Alors que la surveillance des arboviroses est renforcée en France métropolitaine entre le 1er mai et le 30 novembre, le nombre de cas importés de chikungunya a commencé bien avant et atteint cette année un niveau sans précédent. En effet, entre le 1er janvier et le 20 mai, ce sont plus de 950 cas importés qui ont été comptabilisés dans l’Hexagone, la plupart provenant de La Réunion où une épidémie d’ampleur sévit. En parallèle, une autre épidémie, de dengue cette fois, se poursuit dans les Antilles. Elle aussi entraîne dans son sillage un nombre élevé de cas importés depuis le début de l’année : 1 275 au 20 mai en métropole.
Déclaration obligatoire
Or, ces chiffres élevés risquent de progresser dans les semaines à venir.

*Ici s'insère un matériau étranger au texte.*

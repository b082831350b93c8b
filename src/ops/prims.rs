// src/ops/prims.rs

// Pure operator bodies. Each receives its arguments in parameter order.

use rand::seq::SliceRandom;
use rand::Rng;

use crate::error::EvalError;
use crate::value::Value;

// --- Argument helpers ---

pub(crate) fn bad_args(op: &str, expected: usize, args: &[Value]) -> EvalError {
    EvalError::ArityMismatch {
        operator: op.to_string(),
        expected,
        got: args.len(),
    }
}

pub(crate) fn failed(op: &str, message: impl Into<String>) -> EvalError {
    EvalError::OperatorFailed {
        operator: op.to_string(),
        message: message.into(),
    }
}

pub(crate) fn expect_list<'a>(op: &str, value: &'a Value) -> Result<&'a [Value], EvalError> {
    value.as_list().ok_or_else(|| {
        EvalError::TypeError(format!("'{}' expects a list, but got {}", op, value.type_name()))
    })
}

/// Scalars as text; numbers are rendered in their display form.
pub(crate) fn expect_text(op: &str, value: &Value) -> Result<String, EvalError> {
    match value {
        Value::Str(s) => Ok(s.clone()),
        Value::Int(_) | Value::Float(_) => Ok(value.to_string()),
        other => Err(EvalError::TypeError(format!(
            "'{}' expects text, but got {}",
            op,
            other.type_name()
        ))),
    }
}

fn expect_int(op: &str, value: &Value) -> Result<i64, EvalError> {
    match value {
        Value::Int(n) => Ok(*n),
        Value::Str(s) => s
            .trim()
            .parse::<i64>()
            .map_err(|_| failed(op, format!("invalid integer: {:?}", s))),
        other => Err(EvalError::TypeError(format!(
            "'{}' expects an integer, but got {}",
            op,
            other.type_name()
        ))),
    }
}

// Numeric view used by `sum` and `+`.
#[derive(Clone, Copy)]
enum Number {
    Int(i64),
    Float(f64),
}

impl Number {
    fn as_f64(self) -> f64 {
        match self {
            Number::Int(n) => n as f64,
            Number::Float(x) => x,
        }
    }

    fn into_value(self) -> Value {
        match self {
            Number::Int(n) => Value::Int(n),
            Number::Float(x) => Value::Float(x),
        }
    }
}

fn to_number(op: &str, value: &Value) -> Result<Number, EvalError> {
    match value {
        Value::Int(n) => Ok(Number::Int(*n)),
        Value::Float(x) => Ok(Number::Float(*x)),
        Value::Str(s) => {
            let s = s.trim();
            s.parse::<i64>()
                .map(Number::Int)
                .or_else(|_| s.parse::<f64>().map(Number::Float))
                .map_err(|_| failed(op, format!("not a number: {:?}", s)))
        }
        other => Err(EvalError::TypeError(format!(
            "'{}' expects a number, but got {}",
            op,
            other.type_name()
        ))),
    }
}

fn add_numbers(op: &str, a: Number, b: Number) -> Result<Number, EvalError> {
    match (a, b) {
        (Number::Int(x), Number::Int(y)) => x
            .checked_add(y)
            .map(Number::Int)
            .ok_or_else(|| failed(op, "integer overflow")),
        (x, y) => Ok(Number::Float(x.as_f64() + y.as_f64())),
    }
}

// --- Operators ---

pub fn op_join(args: &[Value]) -> Result<Value, EvalError> {
    let [v, sep] = args else { return Err(bad_args("join", 2, args)) };
    let items = expect_list("join", v)?;
    let sep = expect_text("join", sep)?;
    let parts: Vec<String> = items.iter().map(Value::to_string).collect();
    Ok(Value::Str(parts.join(&sep)))
}

pub fn op_split(args: &[Value]) -> Result<Value, EvalError> {
    let [v, sep] = args else { return Err(bad_args("split", 2, args)) };
    let text = expect_text("split", v)?;
    let sep = expect_text("split", sep)?;
    if sep.is_empty() {
        return Err(failed("split", "empty separator"));
    }
    Ok(Value::List(text.split(sep.as_str()).map(Value::from).collect()))
}

pub fn op_sum(args: &[Value]) -> Result<Value, EvalError> {
    let [v] = args else { return Err(bad_args("sum", 1, args)) };
    let items = expect_list("sum", v)?;
    let mut total = Number::Int(0);
    for item in items {
        total = add_numbers("sum", total, to_number("sum", item)?)?;
    }
    Ok(total.into_value())
}

pub fn op_int(args: &[Value]) -> Result<Value, EvalError> {
    let [v] = args else { return Err(bad_args("int", 1, args)) };
    match v {
        // `i64::MAX as f64` rounds up to 2^63, so the upper bound is exclusive.
        Value::Float(x) if (i64::MIN as f64..i64::MAX as f64).contains(&x.trunc()) => {
            Ok(Value::Int(x.trunc() as i64))
        }
        Value::Float(x) => Err(failed("int", format!("{} is out of integer range", x))),
        other => expect_int("int", other).map(Value::Int),
    }
}

pub fn op_float(args: &[Value]) -> Result<Value, EvalError> {
    let [v] = args else { return Err(bad_args("float", 1, args)) };
    to_number("float", v).map(|n| Value::Float(n.as_f64()))
}

pub fn op_format(args: &[Value]) -> Result<Value, EvalError> {
    let [fmt, v] = args else { return Err(bad_args("format", 2, args)) };
    let fmt = expect_text("format", fmt)?;
    Ok(Value::Str(fmt.replace("{}", &v.to_string())))
}

pub fn op_add(args: &[Value]) -> Result<Value, EvalError> {
    let [a, v] = args else { return Err(bad_args("+", 2, args)) };
    match (a, v) {
        (Value::Str(x), Value::Str(y)) => Ok(Value::Str(format!("{}{}", x, y))),
        (Value::List(x), Value::List(y)) => Ok(Value::List(x.iter().chain(y).cloned().collect())),
        (Value::Int(_) | Value::Float(_), Value::Int(_) | Value::Float(_)) => {
            add_numbers("+", to_number("+", a)?, to_number("+", v)?).map(Number::into_value)
        }
        _ => Err(EvalError::TypeError(format!(
            "cannot add {} and {}",
            a.type_name(),
            v.type_name()
        ))),
    }
}

pub fn op_choice(args: &[Value]) -> Result<Value, EvalError> {
    let [v] = args else { return Err(bad_args("choice", 1, args)) };
    let items = expect_list("choice", v)?;
    items
        .choose(&mut rand::thread_rng())
        .cloned()
        .ok_or_else(|| failed("choice", "cannot choose from an empty list"))
}

pub fn op_randint(args: &[Value]) -> Result<Value, EvalError> {
    let [a, b] = args else { return Err(bad_args("randint", 2, args)) };
    let low = expect_int("randint", a)?;
    let high = expect_int("randint", b)?;
    if low > high {
        return Err(failed("randint", format!("empty range {}..={}", low, high)));
    }
    Ok(Value::Int(rand::thread_rng().gen_range(low..=high)))
}
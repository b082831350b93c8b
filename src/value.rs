// src/value.rs

use std::fmt;

/// Runtime value passed between script lines and operators.
#[derive(Debug, Clone, PartialEq)]
pub enum Value {
    Int(i64),
    Float(f64),
    Str(String),
    List(Vec<Value>),
    None,
}

/// Coarse shape of a value, used when matching an implicit value to a parameter slot.
#[derive(Debug, Clone, Copy, PartialEq, Eq)]
pub enum ValueKind {
    Scalar,
    List,
    None,
}

impl Value {
    pub fn kind(&self) -> ValueKind {
        match self {
            Value::Int(_) | Value::Float(_) | Value::Str(_) => ValueKind::Scalar,
            Value::List(_) => ValueKind::List,
            Value::None => ValueKind::None,
        }
    }

    pub fn is_none(&self) -> bool {
        matches!(self, Value::None)
    }

    pub fn type_name(&self) -> &'static str {
        match self {
            Value::Int(_) => "int",
            Value::Float(_) => "float",
            Value::Str(_) => "string",
            Value::List(_) => "list",
            Value::None => "none",
        }
    }

    pub fn as_str(&self) -> Option<&str> {
        match self {
            Value::Str(s) => Some(s),
            _ => None,
        }
    }

    pub fn as_list(&self) -> Option<&[Value]> {
        match self {
            Value::List(items) => Some(items),
            _ => None,
        }
    }

    /// Display form used inside lists: strings are quoted so `["1"]` and `[1]` stay distinct.
    fn fmt_element(&self, f: &mut fmt::Formatter<'_>) -> fmt::Result {
        match self {
            Value::Str(s) => write!(f, "{:?}", s),
            other => write!(f, "{}", other),
        }
    }
}

impl fmt::Display for Value {
    fn fmt(&self, f: &mut fmt::Formatter<'_>) -> fmt::Result {
        match self {
            Value::Int(n) => write!(f, "{}", n),
            Value::Float(x) => {
                if x.is_finite() && x.fract() == 0.0 {
                    write!(f, "{:.1}", x)
                } else {
                    write!(f, "{}", x)
                }
            }
            Value::Str(s) => write!(f, "{}", s),
            Value::List(items) => {
                write!(f, "[")?;
                for (i, item) in items.iter().enumerate() {
                    if i > 0 {
                        write!(f, ", ")?;
                    }
                    item.fmt_element(f)?;
                }
                write!(f, "]")
            }
            Value::None => write!(f, "none"),
        }
    }
}

impl From<i64> for Value {
    fn from(n: i64) -> Self {
        Value::Int(n)
    }
}

impl From<f64> for Value {
    fn from(x: f64) -> Self {
        Value::Float(x)
    }
}

impl From<&str> for Value {
    fn from(s: &str) -> Self {
        Value::Str(s.to_string())
    }
}

impl From<String> for Value {
    fn from(s: String) -> Self {
        Value::Str(s)
    }
}

impl From<Vec<Value>> for Value {
    fn from(items: Vec<Value>) -> Self {
        Value::List(items)
    }
}
// src/error.rs

use thiserror::Error;

/// Errors raised while evaluating a script line.
#[derive(Debug, Clone, PartialEq, Error)]
pub enum EvalError {
    #[error("Unknown operator: '{0}'")]
    UnknownOperator(String),
    #[error("Invalid result reference: ${0}")]
    InvalidResultReference(i64),
    #[error(transparent)]
    Parse(#[from] ParseError),
    #[error("Empty pipeline segment")]
    EmptyPipelineSegment,
    #[error("Arity mismatch: '{operator}' takes {expected} argument(s), got {got}")]
    ArityMismatch {
        operator: String,
        expected: usize,
        got: usize,
    },
    #[error("Unknown parameter '{key}' for operator '{operator}'")]
    UnknownParameter { operator: String, key: String },
    #[error("Operator '{0}' is already registered")]
    DuplicateOperator(String),
    #[error("Type error: {0}")]
    TypeError(String),
    #[error("'{operator}' failed: {message}")]
    OperatorFailed { operator: String, message: String },
    #[error("I/O error: {0}")]
    Io(String),
}

impl From<std::io::Error> for EvalError {
    fn from(e: std::io::Error) -> Self {
        EvalError::Io(e.to_string())
    }
}

#[derive(Debug, Clone, PartialEq, Error)]
#[error("Parse error at column {col}: {kind}")]
pub struct ParseError {
    pub kind: ParseErrorKind,
    pub col: usize,
}

#[derive(Debug, Clone, PartialEq, Error)]
pub enum ParseErrorKind {
    #[error("Unexpected character: '{0}'")]
    UnexpectedChar(char),
    #[error("Unterminated string")]
    UnterminatedString,
    #[error("Invalid escape sequence: '\\{0}'")]
    InvalidEscape(char),
    #[error("Unbalanced '[' in list literal")]
    UnbalancedBracket,
    #[error("Nested lists are not supported")]
    NestedList,
    #[error("Empty list element")]
    EmptyListElement,
    #[error("Expected an operator name")]
    MissingOperator,
    #[error("Missing value for argument '{0}'")]
    MissingValue(String),
}

/// A batch run failure, tagged with the 1-based script line it happened on.
#[derive(Debug, Clone, PartialEq, Error)]
#[error("line {line}: {error}")]
pub struct ScriptError {
    pub line: usize,
    pub error: EvalError,
}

La Direction générale de la Santé (DGS) rappelle, dans un message aux professionnels de santé daté du 21 mai, qu’« en ce début de saison propice à la prolifération des moustiques vecteurs (identifiés dans 81 départements désormais), il est essentiel d’identifier précocement tous les cas afin de réduire le risque de transmission virale sur le territoire métropolitain ». Le chikungunya et la dengue, tout comme Zika, sont des maladies à déclaration obligatoire, et le signalement doit être réalisé au plus tôt afin que l’ARS puisse mettre en œuvre des investigations et des mesures de lutte antivectorielle adaptées pour limiter le risque de propagation.
Appel à la vigilance
La DGS attire l’attention des soignants « sur les diagnostics de chikungunya et de dengue qui doivent être évoqués devant tout syndrome fébrile et algique notamment associé à un antécédent de séjour (date de retour inférieure à 15 jours) en zone de circulation du virus » ou en présence d’un « cas dans l’entourage ». Ainsi, devant un patient présentant un tableau évocateur de l’une de ces maladies, « tous les professionnels de santé sont invités à l’inciter à consulter un médecin au plus vite ». Elle précise que « les examens biologiques doivent être prescrits en fonction de la date de début des signes du patient et les prélèvements précoces doivent être privilégiés ». La DGS ajoute enfin que « la prescription doit cibler à la fois le virus de la dengue, du chikungunya et de Zika ».